I was excited by the prospect of a different array of produce each week, and that’s been the biggest benefit so far. Already we’ve done lots of things with kale, learned that overcooked leeks get slimy, and made wonderful cucumber salads, fruit salsas, and other side dishes we wouldn’t have tried otherwise. It keeps our menu planning diverse and our palette challenged, and that’s really important when you live with any kind of dietary restriction—you never want to feel restricted.

We even inspired to make sushi on our own last week, armed with cucumber and green onion from our weekly delivery. (And, of course, safe rice vinegar and gluten-free soy sauce!) It required more time, energy, and money than we typically have to spend but it was really fun and something we’ll definitely do again. Here are a couple of pictures:

Like I said, clearly we need routine to manage chronic illnesses. But it doesn’t hurt to change things up a bit, either. It’s a question of figuring out where we can build in flexibility, that’s all.

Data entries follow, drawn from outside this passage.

use bytes::Bytes;
use chrono::NaiveDate;
use polars::prelude::{DataFrame, DataType, IntoLazy, SchemaRef, df, lit};
use serde::Deserialize;

use crate::{
    error::{DataError, MandiResult, ParseError},
    parse::{
        ParseContext, SourceParser, conform_to_schema, days_since_epoch, envelope_literals,
        partition_literals,
    },
    schema::{CanonicalCol, event_id, option_chain_schema},
};

/// Parser for the NSE option-chain JSON snapshot.
///
/// The top-level record carries `underlyingValue`; each strike emits up
/// to two rows (CE and PE). Expiries arrive as `DD-MMM-YYYY` and are
/// converted to ISO dates.
pub struct OptionChainParser;

#[derive(Debug, Deserialize)]
struct Payload {
    records: Records,
}

#[derive(Debug, Deserialize)]
struct Records {
    #[serde(default)]
    data: Vec<StrikeEntry>,
    #[serde(rename = "underlyingValue", default)]
    underlying_value: Option<f64>,
}

#[derive(Debug, Deserialize)]
struct StrikeEntry {
    #[serde(rename = "strikePrice")]
    strike_price: f64,
    #[serde(rename = "expiryDate")]
    expiry_date: String,
    #[serde(rename = "CE", default)]
    ce: Option<ContractQuote>,
    #[serde(rename = "PE", default)]
    pe: Option<ContractQuote>,
}

#[derive(Debug, Deserialize)]
struct ContractQuote {
    #[serde(rename = "lastPrice", default)]
    last_price: Option<f64>,
    #[serde(rename = "openInterest", default)]
    open_interest: Option<i64>,
    #[serde(rename = "changeinOpenInterest", default)]
    change_in_oi: Option<i64>,
    #[serde(rename = "impliedVolatility", default)]
    implied_volatility: Option<f64>,
    #[serde(rename = "totalTradedVolume", default)]
    volume: Option<i64>,
}

fn parse_expiry(raw: &str) -> MandiResult<NaiveDate> {
    NaiveDate::parse_from_str(raw, "%d-%b-%Y").map_err(|e| {
        ParseError::InvalidDate {
            value: raw.to_string(),
            msg: e.to_string(),
        }
        .into()
    })
}

impl SourceParser for OptionChainParser {
    fn declared_schema(&self) -> SchemaRef {
        option_chain_schema()
    }

    #[tracing::instrument(skip_all, fields(trade_date = %ctx.trade_date))]
    fn parse(&self, raw: &Bytes, ctx: &ParseContext) -> MandiResult<DataFrame> {
        let payload: Payload =
            serde_json::from_slice(raw).map_err(|e| ParseError::MalformedPayload {
                source_name: ctx.source.to_string(),
                msg: e.to_string(),
            })?;

        let symbol = ctx.symbol.clone().ok_or_else(|| ParseError::MalformedPayload {
            source_name: ctx.source.to_string(),
            msg: "option chain requires a symbol parameter".to_string(),
        })?;
        let underlying_value = payload.records.underlying_value;

        let mut event_ids = Vec::new();
        let mut entity_ids = Vec::new();
        let mut expiries: Vec<i32> = Vec::new();
        let mut strikes = Vec::new();
        let mut option_types: Vec<&'static str> = Vec::new();
        let mut last_prices = Vec::new();
        let mut open_interests = Vec::new();
        let mut oi_changes = Vec::new();
        let mut ivs = Vec::new();
        let mut volumes = Vec::new();

        for entry in &payload.records.data {
            let expiry = parse_expiry(&entry.expiry_date)?;
            for (side, quote) in [("CE", entry.ce.as_ref()), ("PE", entry.pe.as_ref())] {
                let Some(quote) = quote else { continue };

                let business_key =
                    format!("{symbol}:{expiry}:{strike}:{side}", strike = entry.strike_price);
                event_ids.push(event_id(ctx.source.as_str(), ctx.trade_date, &business_key));
                entity_ids.push(format!(
                    "{symbol}:{expiry}:{strike}:{side}:NSE",
                    strike = entry.strike_price
                ));
                expiries.push(days_since_epoch(expiry));
                strikes.push(entry.strike_price);
                option_types.push(side);
                last_prices.push(quote.last_price);
                open_interests.push(quote.open_interest);
                oi_changes.push(quote.change_in_oi);
                ivs.push(quote.implied_volatility);
                volumes.push(quote.volume);
            }
        }

        tracing::info!(
            symbol = %symbol,
            contracts = strikes.len(),
            strikes = payload.records.data.len(),
            "option_chain_parsed"
        );

        let df = df! {
            CanonicalCol::EventId.as_str() => event_ids,
            CanonicalCol::EntityId.as_str() => entity_ids,
            CanonicalCol::ExpiryDate.as_str() => expiries,
            CanonicalCol::StrikePrice.as_str() => strikes,
            CanonicalCol::OptionType.as_str() => option_types,
            CanonicalCol::LastPrice.as_str() => last_prices,
            CanonicalCol::OpenInterest.as_str() => open_interests,
            CanonicalCol::ChangeInOpenInterest.as_str() => oi_changes,
            CanonicalCol::ImpliedVolatility.as_str() => ivs,
            CanonicalCol::Volume.as_str() => volumes,
        }
        .map_err(|e| DataError::Frame(e.to_string()))?;

        let df = df
            .lazy()
            .with_columns(envelope_literals(ctx))
            .with_columns([
                lit(symbol.as_str()).alias(CanonicalCol::Symbol.name()),
                match underlying_value {
                    Some(v) => lit(v),
                    None => lit(polars::prelude::NULL).cast(DataType::Float64),
                }
                .alias(CanonicalCol::UnderlyingValue.name()),
                lit(days_since_epoch(ctx.trade_date))
                    .cast(DataType::Date)
                    .alias(CanonicalCol::TradeDate.name()),
            ])
            .with_columns(partition_literals(ctx.trade_date))
            .collect()
            .map_err(|e| DataError::Frame(e.to_string()))?;

        conform_to_schema(df, &self.declared_schema())
    }
}
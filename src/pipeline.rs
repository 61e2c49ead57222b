use serde::{Deserialize, Serialize};
use strum::{Display, EnumIter, EnumString, IntoStaticStr};

pub mod context;
pub mod kernel;
pub mod run;

pub use context::RunContext;
pub use kernel::PipelineKernel;
pub use run::{PipelineRun, RunStatus, StepMetrics};

/// The logical pipelines the scheduler can trigger.
#[derive(
    Debug,
    Clone,
    Copy,
    PartialEq,
    Eq,
    Hash,
    Serialize,
    Deserialize,
    Display,
    EnumString,
    EnumIter,
    IntoStaticStr,
)]
#[strum(serialize_all = "kebab-case")]
pub enum PipelineKind {
    /// NSE equity daily bars into the normalized lake and warehouse.
    EquityDaily,
    /// NSE + BSE bars combined with ISIN dedup (NSE preferred).
    CombinedEquity,
    /// Bulk and block large-trade disclosures.
    BulkBlockDeals,
    /// Index membership snapshots.
    IndexConstituents,
    /// Intraday option-chain snapshot (minute-grain at finest).
    OptionChainSnapshot,
    /// Corporate-action disclosures (splits, bonuses, dividends).
    CorporateActions,
    /// Derived trading-day reference calendar.
    TradingCalendar,
    /// Quarterly XBRL financial filings.
    QuarterlyFinancials,
}

impl PipelineKind {
    pub fn as_str(&self) -> &'static str {
        self.into()
    }
}

#[cfg(test)]
mod tests {
    use super::*;

    #[test]
    fn pipeline_names_are_kebab_case() {
        assert_eq!(PipelineKind::EquityDaily.as_str(), "equity-daily");
        assert_eq!(
            "combined-equity".parse::<PipelineKind>().expect("known"),
            PipelineKind::CombinedEquity
        );
    }
}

Speaking of changing things up, Loolwa Khazzoom had Sex in the City on the brain the other night (which worked out well for me) and it made her think women with chronic pain deserve their own camera! Check it out here.


Anonymous said...

Hi, Laurie. Today, a good friend of mine forwarded me The Boston Globe article about you. It's great!

I have been "coping" with chronic lyme disease for about 8 1/2 years now, and am very excited to read your new book and follow your blogging adventures. :)


Sarah, 23, CT

Laurie said...

Hi Sarah,

Thanks for saying hello! I hope you're doing okay these days, and that the book and the blog resonate with you. Happy reading! :)

Anonymous said...

Lord help me from those chronical diseases!!

Anney E.J. Ryan said...

I've been wanting to make my own sushi for a while. Looks like it's not that hard! Here's another rare vegan gluten-free recipe that I'm planning to try this weekend, that you might be interested in:


Anonymous said...

Hi Laurie, great blog. I have rheumatoid arthritis..and I love sushi. I wonder if there's a service like Boston Organics in the Chicago area? I could use that service with two small children and achy joints.

A said...

I'm so glad you're enjoying Boston Organics. Happy eating!